(Dataset entries)
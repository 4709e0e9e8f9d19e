use crate::interval::Interval;
use crate::ops::{Contains, Corners, Enlarge, Intersects, MinDist, Overlaps};
use crate::point::Point;
use crate::Coord;

use core::fmt;

/// The locus of points at a fixed Manhattan distance from a center,
/// stored in the rotated basis `u = x - y`, `v = x + y`.
///
/// In that basis an L1 ball is an axis-aligned box, so all arc
/// arithmetic reduces to interval arithmetic on the coordinates of the
/// wrapped [`Point`]. A degenerate arc (both coordinates scalar) is a
/// single point; arcs produced by merging carry intervals.
///
/// Reference: Chao, Hsu, Ho, Kahng, "Zero skew clock routing with
/// minimum wirelength", IEEE Trans. on Circuits and Systems II, 1992.
#[derive(Copy, Clone, Debug, PartialEq, Eq, Hash)]
#[cfg_attr(feature = "serialization", derive(Serialize, Deserialize))]
pub struct ManhattanArc<X, Y = X> {
    /// Rotated-frame representation.
    pub rep: Point<X, Y>,
}

/// An arc with interval coordinates: the merging-segment shape used by
/// clock-tree synthesis.
pub type MergingSegment<T> = ManhattanArc<Interval<T>, Interval<T>>;

impl<X, Y> ManhattanArc<X, Y> {
    /// Wraps coordinates that are already in the rotated frame.
    #[inline]
    pub fn new(u: X, v: Y) -> Self {
        ManhattanArc { rep: Point { x: u, y: v } }
    }
}

impl<T: Coord> ManhattanArc<T, T> {
    /// The degenerate arc sitting exactly on `pt`.
    #[inline]
    pub fn from_point(pt: &Point<T, T>) -> Self {
        let rotated = pt.rotates();
        ManhattanArc { rep: rotated }
    }

    /// Promote to interval coordinates without growing the locus.
    #[inline]
    pub fn to_region(&self) -> MergingSegment<T> {
        ManhattanArc::new(
            Interval::singleton(self.rep.x),
            Interval::singleton(self.rep.y),
        )
    }
}

impl<X, Y> ManhattanArc<X, Y> {
    pub fn overlaps<U1, U2>(&self, other: &ManhattanArc<U1, U2>) -> bool
    where
        X: Overlaps<U1>,
        Y: Overlaps<U2>,
    {
        self.rep.overlaps(&other.rep)
    }

    pub fn intersect_with<U1, U2>(
        &self,
        other: &ManhattanArc<U1, U2>,
    ) -> ManhattanArc<X::Output, Y::Output>
    where
        X: Intersects<U1>,
        Y: Intersects<U2>,
    {
        ManhattanArc { rep: self.rep.intersect_with(&other.rep) }
    }

    /// The L1 distance between the two loci: per rotated axis the gap is
    /// an L∞ component, and the largest one realizes the distance.
    pub fn min_dist_with<U1, U2, D>(&self, other: &ManhattanArc<U1, U2>) -> D
    where
        X: MinDist<U1, Scalar = D>,
        Y: MinDist<U2, Scalar = D>,
        D: Coord,
    {
        let du = self.rep.x.min_dist_with(&other.rep.x);
        let dv = self.rep.y.min_dist_with(&other.rep.y);
        if du > dv {
            du
        } else {
            dv
        }
    }

    /// Grow the locus by `alpha` in every Manhattan direction.
    pub fn enlarge_with<T>(&self, alpha: T) -> ManhattanArc<X::Output, Y::Output>
    where
        X: Enlarge<T>,
        Y: Enlarge<T>,
        T: Copy,
    {
        ManhattanArc { rep: self.rep.enlarge_with(alpha) }
    }
}

impl<T: Coord> MergingSegment<T> {
    /// Center of the locus, back in the original frame.
    #[inline]
    pub fn center(&self) -> Point<T, T> {
        self.rep.center().inv_rotates()
    }

    /// Lower corner of the locus, back in the original frame.
    #[inline]
    pub fn lower_corner(&self) -> Point<T, T> {
        self.rep.lower_corner().inv_rotates()
    }

    /// Upper corner of the locus, back in the original frame.
    #[inline]
    pub fn upper_corner(&self) -> Point<T, T> {
        self.rep.upper_corner().inv_rotates()
    }

    /// The merging-segment construction: a locus every point of which is
    /// at distance `alpha` from `self` and `d - alpha` from `other`,
    /// where `d` is the distance between the two arcs.
    ///
    /// Valid for `0 <= alpha <= d`; the result of two overlapping trust
    /// regions is never empty.
    pub fn merge_with(&self, other: &Self, alpha: T) -> Self {
        let distance = self.min_dist_with(other);
        let trr1 = self.enlarge_with(alpha);
        let trr2 = other.enlarge_with(distance - alpha);
        trr1.intersect_with(&trr2)
    }

    /// The point of this locus nearest to `pt` in the original frame.
    ///
    /// Builds the trust region of `pt` grown by the distance to this
    /// arc; whichever rotated corner it captures is the nearest point,
    /// the center otherwise.
    pub fn nearest_point_to(&self, pt: &Point<T, T>) -> Point<T, T> {
        let probe = ManhattanArc::from_point(pt);
        let distance = self.min_dist_with(&probe);
        let trust = probe.enlarge_with(distance);
        let lb = self.rep.lower_corner();
        let ub = self.rep.upper_corner();
        let mut m = self.rep.center();
        if trust.rep.contains(&lb) {
            m = lb;
        } else if trust.rep.contains(&ub) {
            m = ub;
        }
        m.inv_rotates()
    }
}

impl<X: fmt::Display, Y: fmt::Display> fmt::Display for ManhattanArc<X, Y> {
    fn fmt(&self, f: &mut fmt::Formatter<'_>) -> fmt::Result {
        write!(f, "/{}, {}/", self.rep.x, self.rep.y)
    }
}

#[cfg(test)]
mod tests {
    use super::*;
    use crate::interval::interval;
    use crate::point::point;

    #[test]
    fn from_point_is_degenerate() {
        let a = ManhattanArc::from_point(&point(4, 5));
        assert_eq!(a.rep, point(-1, 9));
        let r = a.to_region();
        assert_eq!(r.rep.x.length(), 0);
        assert_eq!(r.center(), point(4, 5));
        assert_eq!(r.lower_corner(), point(4, 5));
    }

    #[test]
    fn min_dist_is_manhattan() {
        let a = ManhattanArc::from_point(&point(4, 5));
        let b = ManhattanArc::from_point(&point(7, 9));
        // L1 distance between the two centers.
        assert_eq!(a.min_dist_with(&b), 7);
        assert_eq!(b.min_dist_with(&a), 7);
        assert!(!a.overlaps(&b));
    }

    #[test]
    fn merge_balances_distances() {
        // Centers (200, 600) and (500, 900), distance 600.
        let s1 = ManhattanArc::from_point(&point(200, 600)).to_region();
        let s2 = ManhattanArc::from_point(&point(500, 900)).to_region();
        let d = s1.min_dist_with(&s2);
        assert_eq!(d, 600);

        let m = s1.merge_with(&s2, d / 2);
        assert_eq!(m.rep.x, interval(-700, -100));
        assert_eq!(m.rep.y, interval(1100, 1100));

        // Every point of the merge keeps the balanced distances.
        for alpha in [0, 150, 300, 450, 600] {
            let m = s1.merge_with(&s2, alpha);
            assert!(!m.rep.x.is_invalid());
            assert!(!m.rep.y.is_invalid());
            assert_eq!(s1.min_dist_with(&m), alpha);
            assert_eq!(s2.min_dist_with(&m), d - alpha);
        }
    }

    #[test]
    fn nearest_point_lies_on_locus() {
        let s1 = ManhattanArc::from_point(&point(0, 0)).to_region();
        let s2 = ManhattanArc::from_point(&point(10, 0)).to_region();
        let m = s1.merge_with(&s2, 5);

        let n = m.nearest_point_to(&point(0, 0));
        assert_eq!(s1.min_dist_with(&ManhattanArc::from_point(&n)), 5);

        // A point on the locus is its own nearest point's distance zero.
        let probe = ManhattanArc::from_point(&n);
        assert_eq!(m.min_dist_with(&probe), 0);
    }

    #[test]
    fn display() {
        let a = ManhattanArc::from_point(&point(3, 4));
        assert_eq!(format!("{}", a), "/-1, 7/");
    }
}
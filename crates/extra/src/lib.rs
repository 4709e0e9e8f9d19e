#![deny(bare_trait_objects)]

//! Various optional utilities for the ortho crates.
//!
//! Currently the integer low-discrepancy generators that the test
//! suites use to produce deterministic, well-spread point sets.

pub use ortho_geom as geom;

mod ilds;

#[doc(inline)]
pub use crate::ilds::{vdc, Halton, VdCorput};
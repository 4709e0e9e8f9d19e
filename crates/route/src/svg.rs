//! SVG rendering of routing trees.
//!
//! Output sinks only: the renderers consume read-only tree handles and
//! produce UTF-8 strings. 3D trees are projected onto the x/layer
//! plane, which is the view that makes via stacks visible.

use crate::tree::{NodeId, NodeKind, RoutingTree};
use ortho_geom::{Box3, Point, Point3, Rect};

use std::fmt::Write;

struct Mapping {
    margin: f64,
    scale: f64,
    min_x: i32,
    min_y: i32,
}

impl Mapping {
    fn project(&self, x: i32, y: i32) -> (f64, f64) {
        (
            self.margin + f64::from(x - self.min_x) * self.scale,
            self.margin + f64::from(y - self.min_y) * self.scale,
        )
    }

    fn fit(points: impl Iterator<Item = (i32, i32)>, width: u32, height: u32, margin: u32) -> Self {
        let mut min_x = i32::MAX;
        let mut max_x = i32::MIN;
        let mut min_y = i32::MAX;
        let mut max_y = i32::MIN;
        for (x, y) in points {
            min_x = min_x.min(x);
            max_x = max_x.max(x);
            min_y = min_y.min(y);
            max_y = max_y.max(y);
        }
        let range_x = (max_x - min_x).max(1);
        let range_y = (max_y - min_y).max(1);
        let scale_x = f64::from(width - 2 * margin) / f64::from(range_x);
        let scale_y = f64::from(height - 2 * margin) / f64::from(range_y);
        Mapping {
            margin: f64::from(margin),
            scale: scale_x.min(scale_y),
            min_x,
            min_y,
        }
    }
}

fn node_style(kind: NodeKind, name: &str) -> (&'static str, u32, String) {
    let suffix = name.split('_').nth(1).unwrap_or("");
    match kind {
        NodeKind::Source => ("red", 8, "S".to_string()),
        NodeKind::Steiner => ("blue", 6, format!("S{}", suffix)),
        NodeKind::Terminal => ("green", 6, format!("T{}", suffix)),
    }
}

fn header(svg: &mut String, width: u32, height: u32) {
    let _ = writeln!(
        svg,
        "<svg width=\"{}\" height=\"{}\" xmlns=\"http://www.w3.org/2000/svg\">",
        width, height
    );
    let _ = writeln!(svg, "<rect width=\"100%\" height=\"100%\" fill=\"white\"/>");
    let _ = writeln!(svg, "<defs>");
    let _ = writeln!(
        svg,
        "<marker id=\"arrowhead\" markerWidth=\"10\" markerHeight=\"7\" \
         refX=\"9\" refY=\"3.5\" orient=\"auto\">"
    );
    let _ = writeln!(svg, "<polygon points=\"0 0, 10 3.5, 0 7\" fill=\"black\"/>");
    let _ = writeln!(svg, "</marker>");
    let _ = writeln!(svg, "</defs>");
}

fn draw_edges<P, F>(
    svg: &mut String,
    tree: &RoutingTree<P>,
    node_id: NodeId,
    map: &Mapping,
    project: &F,
) where
    P: crate::RoutePoint,
    F: Fn(&P) -> (i32, i32),
{
    let node = &tree[node_id];
    for &child in &node.children {
        let (x, y) = project(&node.position);
        let (cx, cy) = project(&tree[child].position);
        let (x1, y1) = map.project(x, y);
        let (x2, y2) = map.project(cx, cy);
        let _ = writeln!(
            svg,
            "<line x1=\"{:.1}\" y1=\"{:.1}\" x2=\"{:.1}\" y2=\"{:.1}\" \
             stroke=\"black\" stroke-width=\"2\" marker-end=\"url(#arrowhead)\"/>",
            x1, y1, x2, y2
        );
        draw_edges(svg, tree, child, map, project);
    }
}

fn draw_nodes<P, F>(svg: &mut String, tree: &RoutingTree<P>, map: &Mapping, project: &F)
where
    P: crate::RoutePoint,
    F: Fn(&P) -> (i32, i32),
{
    for node in tree.iter() {
        let (color, radius, label) = node_style(node.kind, &node.name);
        let (px, py) = project(&node.position);
        let (x, y) = map.project(px, py);
        let _ = writeln!(
            svg,
            "<circle cx=\"{:.1}\" cy=\"{:.1}\" r=\"{}\" fill=\"{}\" \
             stroke=\"black\" stroke-width=\"1\"/>",
            x, y, radius, color
        );
        let _ = writeln!(
            svg,
            "<text x=\"{:.1}\" y=\"{:.1}\" font-size=\"10\">{}</text>",
            x + f64::from(radius) + 2.0,
            y + 4.0,
            label
        );
    }
}

fn draw_legend(svg: &mut String, height: u32) {
    let entries = [("red", "source"), ("green", "terminal"), ("blue", "steiner")];
    for (i, (color, label)) in entries.iter().enumerate() {
        let y = f64::from(height) - 16.0 - 18.0 * i as f64;
        let _ = writeln!(
            svg,
            "<circle cx=\"16\" cy=\"{:.1}\" r=\"5\" fill=\"{}\" stroke=\"black\"/>",
            y, color
        );
        let _ = writeln!(
            svg,
            "<text x=\"26\" y=\"{:.1}\" font-size=\"11\">{}</text>",
            y + 4.0,
            label
        );
    }
}

fn draw_stats<P: crate::RoutePoint>(svg: &mut String, tree: &RoutingTree<P>) {
    let lines = [
        format!("nodes: {}", tree.len()),
        format!("terminals: {}", tree.terminals().len()),
        format!("steiners: {}", tree.steiner_nodes().len()),
        format!("wirelength: {}", tree.wirelength()),
    ];
    for (i, line) in lines.iter().enumerate() {
        let _ = writeln!(
            svg,
            "<text x=\"10\" y=\"{}\" font-size=\"12\" fill=\"#333333\">{}</text>",
            16 + 14 * i,
            line
        );
    }
}

/// Renders a 2D routing tree with optional keep-outs.
pub fn routing_tree_svg(
    tree: &RoutingTree<Point<i32, i32>>,
    keepouts: Option<&[Rect<i32>]>,
    width: u32,
    height: u32,
) -> String {
    let project = |p: &Point<i32, i32>| (p.x, p.y);
    let map = Mapping::fit(tree.iter().map(|n| project(&n.position)), width, height, 50);

    let mut svg = String::new();
    header(&mut svg, width, height);
    draw_edges(&mut svg, tree, tree.source_id(), &map, &project);
    if let Some(keepouts) = keepouts {
        for keepout in keepouts {
            let (x1, y1) = map.project(keepout.x.lb, keepout.y.lb);
            let (x2, y2) = map.project(keepout.x.ub, keepout.y.ub);
            let _ = writeln!(
                svg,
                "<rect x=\"{:.1}\" y=\"{:.1}\" width=\"{:.1}\" height=\"{:.1}\" \
                 fill=\"orange\" stroke=\"black\" stroke-width=\"1\" opacity=\"0.6\"/>",
                x1,
                y1,
                x2 - x1,
                y2 - y1
            );
        }
    }
    draw_nodes(&mut svg, tree, &map, &project);
    draw_legend(&mut svg, height);
    draw_stats(&mut svg, tree);
    svg.push_str("</svg>\n");
    svg
}

/// Renders a 3D routing tree projected onto the x/layer plane, the
/// layer axis stretched by `scale_z`.
pub fn routing_tree3d_svg(
    tree: &RoutingTree<Point3<i32>>,
    keepouts: Option<&[Box3<i32>]>,
    scale_z: i32,
    width: u32,
    height: u32,
) -> String {
    let project = move |p: &Point3<i32>| (p.x.x, p.y * scale_z);
    let map = Mapping::fit(tree.iter().map(|n| project(&n.position)), width, height, 50);

    let mut svg = String::new();
    header(&mut svg, width, height);
    draw_edges(&mut svg, tree, tree.source_id(), &map, &project);
    if let Some(keepouts) = keepouts {
        for keepout in keepouts {
            let (x1, y1) = map.project(keepout.x.x.lb, keepout.y.lb * scale_z);
            let (x2, y2) = map.project(keepout.x.x.ub, keepout.y.ub * scale_z);
            let _ = writeln!(
                svg,
                "<rect x=\"{:.1}\" y=\"{:.1}\" width=\"{:.1}\" height=\"{:.1}\" \
                 fill=\"orange\" stroke=\"black\" stroke-width=\"1\" opacity=\"0.6\"/>",
                x1,
                y1,
                x2 - x1,
                y2 - y1
            );
        }
    }
    draw_nodes(&mut svg, tree, &map, &project);
    draw_legend(&mut svg, height);
    draw_stats(&mut svg, tree);
    svg.push_str("</svg>\n");
    svg
}

#[cfg(test)]
mod tests {
    use super::*;
    use crate::router::GlobalRouter;
    use ortho_geom::{interval, point, rect};

    #[test]
    fn renders_a_small_net() {
        let mut router = GlobalRouter::new(
            point(0, 0),
            vec![point(10, 0), point(5, 8), point(12, 9)],
            None,
        );
        router.route_with_steiners();

        let keepouts = vec![rect(interval(2, 3), interval(2, 3))];
        let svg = routing_tree_svg(router.tree(), Some(&keepouts), 800, 600);
        assert!(svg.starts_with("<svg"));
        assert!(svg.ends_with("</svg>\n"));
        // One circle per node plus the three legend swatches.
        assert_eq!(svg.matches("<circle").count(), router.tree().len() + 3);
        assert!(svg.contains("orange"));
        assert!(svg.contains("wirelength:"));
    }

    #[test]
    fn renders_a_layered_net() {
        let mut router = GlobalRouter::new(
            point(point(0, 0), 0),
            vec![point(point(10, 0), 1), point(point(5, 8), 2)],
            None,
        );
        router.route_with_steiners();

        let svg = routing_tree3d_svg(router.tree(), None, 100, 800, 600);
        assert!(svg.starts_with("<svg"));
        assert!(svg.contains("<line"));
    }
}
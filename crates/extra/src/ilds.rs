//! Integer low-discrepancy sequences.
//!
//! A van der Corput sequence visits the integers below `base^scale` in
//! an order that spreads consecutive samples far apart, which makes it
//! a handy deterministic stand-in for random test coordinates: the
//! points look irregular but every run is reproducible.

use ortho_geom::{point, Point};

/// The `num`-th element of the van der Corput sequence in the given
/// base, scaled to integers below `base^scale`: the base-`base` digits
/// of `num` mirrored around the radix point.
pub fn vdc(num: u32, base: u32, scale: u32) -> u32 {
    let mut vdc = 0;
    let mut factor = base.pow(scale);
    let mut remaining = num;
    while remaining != 0 {
        factor /= base;
        vdc += (remaining % base) * factor;
        remaining /= base;
    }
    vdc
}

/// Incremental van der Corput generator.
#[derive(Clone, Debug)]
pub struct VdCorput {
    count: u32,
    base: u32,
    scale: u32,
}

impl VdCorput {
    pub fn new(base: u32, scale: u32) -> Self {
        VdCorput { count: 0, base, scale }
    }

    /// Next element of the sequence.
    pub fn pop(&mut self) -> u32 {
        self.count += 1;
        vdc(self.count, self.base, self.scale)
    }

    /// Restart the sequence at position `seed`.
    pub fn reseed(&mut self, seed: u32) {
        self.count = seed;
    }
}

/// Two-dimensional Halton generator: one van der Corput sequence per
/// axis, with coprime bases.
#[derive(Clone, Debug)]
pub struct Halton {
    vdc0: VdCorput,
    vdc1: VdCorput,
}

impl Halton {
    pub fn new(base: [u32; 2], scale: [u32; 2]) -> Self {
        Halton {
            vdc0: VdCorput::new(base[0], scale[0]),
            vdc1: VdCorput::new(base[1], scale[1]),
        }
    }

    /// Next 2D sample.
    pub fn pop(&mut self) -> Point<i32, i32> {
        point(self.vdc0.pop() as i32, self.vdc1.pop() as i32)
    }

    pub fn reseed(&mut self, seed: u32) {
        self.vdc0.reseed(seed);
        self.vdc1.reseed(seed);
    }
}
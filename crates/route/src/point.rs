use ortho_geom::{Blocks, Contains, Enlarge, HullWith, Measure, MinDist, NearestTo};

/// The capabilities a point type needs to be routable.
///
/// Distances are Manhattan; the *region* between two points is their
/// axis-aligned hull, which is exactly the set of positions a shortest
/// wire between them may pass through. Keep-outs are the enlarged-point
/// shape of the same dimensionality (rectangles in 2D, boxes in 3D).
///
/// The blanket impl covers every point built from the `ortho_geom`
/// primitives, in particular `Point<i32, i32>` and the layered
/// `Point3<i32>`.
pub trait RoutePoint: Clone + PartialEq + MinDist<Self, Scalar = i32> + Sized {
    /// Axis-aligned hull of two points.
    type Region: NearestTo<Self, Output = Self> + MinDist<Self, Scalar = i32> + Measure<Scalar = i32>;
    /// Forbidden region shape.
    type Keepout: Contains<Self> + Blocks<Self::Region> + Clone;

    /// The region a shortest wire between `self` and `other` can use.
    fn hull_to(&self, other: &Self) -> Self::Region;

    /// Manhattan distance to `other`.
    fn dist(&self, other: &Self) -> i32;

    /// The keep-out obtained by growing this point by `margin`.
    fn keepout(&self, margin: i32) -> Self::Keepout;
}

impl<P> RoutePoint for P
where
    P: Clone + PartialEq + MinDist<P, Scalar = i32> + HullWith<P> + Enlarge<i32>,
    <P as HullWith<P>>::Output:
        NearestTo<P, Output = P> + MinDist<P, Scalar = i32> + Measure<Scalar = i32>,
    <P as Enlarge<i32>>::Output: Contains<P> + Blocks<<P as HullWith<P>>::Output> + Clone,
{
    type Region = <P as HullWith<P>>::Output;
    type Keepout = <P as Enlarge<i32>>::Output;

    #[inline]
    fn hull_to(&self, other: &Self) -> Self::Region {
        self.hull_with(other)
    }

    #[inline]
    fn dist(&self, other: &Self) -> i32 {
        self.min_dist_with(other)
    }

    #[inline]
    fn keepout(&self, margin: i32) -> Self::Keepout {
        self.enlarge_with(margin)
    }
}

#[cfg(test)]
mod tests {
    use super::*;
    use ortho_geom::{interval, point, point3, Point3, Rect};

    #[test]
    fn plain_points_route() {
        let a = point(0, 0);
        let b = point(10, 5);
        assert_eq!(a.dist(&b), 15);
        let region: Rect<i32> = a.hull_to(&b);
        assert_eq!(region.x, interval(0, 10));
        let k = a.keepout(2);
        assert!(k.contains(&point(1, 1)));
    }

    #[test]
    fn layered_points_route() {
        let a: Point3<i32> = point3(0, 0, 0);
        let b = point3(10, 5, 2);
        assert_eq!(a.dist(&b), 17);
        let region = a.hull_to(&b);
        assert_eq!(region.nearest_to(&a), a);
        let k = b.keepout(1);
        assert!(k.contains(&b));
    }
}
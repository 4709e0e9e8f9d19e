use ortho_geom::Point;

/// A clock sink: a terminal that must receive the clock signal.
#[derive(Clone, Debug, PartialEq)]
pub struct Sink {
    pub name: String,
    pub position: Point<i32, i32>,
    /// Load capacitance presented by the sink.
    pub capacitance: f64,
}

impl Sink {
    /// A sink with the default load capacitance of 1.0.
    pub fn new(name: impl Into<String>, position: Point<i32, i32>) -> Self {
        Sink { name: name.into(), position, capacitance: 1.0 }
    }

    pub fn with_capacitance(
        name: impl Into<String>,
        position: Point<i32, i32>,
        capacitance: f64,
    ) -> Self {
        Sink { name: name.into(), position, capacitance }
    }
}

/// Handle to a node of a [`ClockTree`].
#[derive(Copy, Clone, Debug, PartialEq, Eq, Hash)]
pub struct NodeId(pub u32);

impl NodeId {
    #[inline]
    pub fn to_usize(self) -> usize {
        self.0 as usize
    }
}

/// One node of the clock tree: a sink leaf or an internal merge point.
///
/// Nodes live in the tree's arena; `left`, `right` and `parent` are
/// handles into it, the parent handle being a non-owning back
/// reference.
#[derive(Clone, Debug)]
pub struct TreeNode {
    pub name: String,
    pub position: Point<i32, i32>,
    pub left: Option<NodeId>,
    pub right: Option<NodeId>,
    pub parent: Option<NodeId>,
    /// Length of the wire connecting this node to its parent.
    pub wire_length: i32,
    /// Accumulated delay from the clock source.
    pub delay: f64,
    /// Total downstream capacitance seen from this node.
    pub capacitance: f64,
    /// Set when skew balancing had to clamp the tapping point and this
    /// branch's wire needs detour elongation to realize the target.
    pub need_elongation: bool,
}

impl TreeNode {
    pub(crate) fn new(name: String, position: Point<i32, i32>) -> Self {
        TreeNode {
            name,
            position,
            left: None,
            right: None,
            parent: None,
            wire_length: 0,
            delay: 0.0,
            capacitance: 0.0,
            need_elongation: false,
        }
    }

    /// A node without children is a sink.
    #[inline]
    pub fn is_leaf(&self) -> bool {
        self.left.is_none() && self.right.is_none()
    }
}

/// An embedded clock tree. Owns all of its nodes.
#[derive(Clone, Debug)]
pub struct ClockTree {
    nodes: Vec<TreeNode>,
    root: NodeId,
}

impl ClockTree {
    pub(crate) fn new(nodes: Vec<TreeNode>, root: NodeId) -> Self {
        ClockTree { nodes, root }
    }

    #[inline]
    pub fn root_id(&self) -> NodeId {
        self.root
    }

    #[inline]
    pub fn root(&self) -> &TreeNode {
        &self.nodes[self.root.to_usize()]
    }

    /// Number of nodes (sinks plus internal merge points).
    #[inline]
    pub fn len(&self) -> usize {
        self.nodes.len()
    }

    #[inline]
    pub fn is_empty(&self) -> bool {
        self.nodes.is_empty()
    }

    /// All nodes in arena order.
    #[inline]
    pub fn nodes(&self) -> &[TreeNode] {
        &self.nodes
    }
}

impl core::ops::Index<NodeId> for ClockTree {
    type Output = TreeNode;
    #[inline]
    fn index(&self, id: NodeId) -> &TreeNode {
        &self.nodes[id.to_usize()]
    }
}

DESCRIPTION OF THE TASK:
Give back exactly the lines from the beginning of the records through the line containing "The locus of", and only those.

EXPECTED ANSWER:
repository 4709e0e9e8f9d19e
use crate::interval::Interval;
use crate::ops::{Contains, Corners, Enlarge, Intersects, MinDist, Overlaps};
use crate::point::Point;
use crate::Coord;

use core::fmt;

/// The locus of points at a fixed Manhattan distance from a center,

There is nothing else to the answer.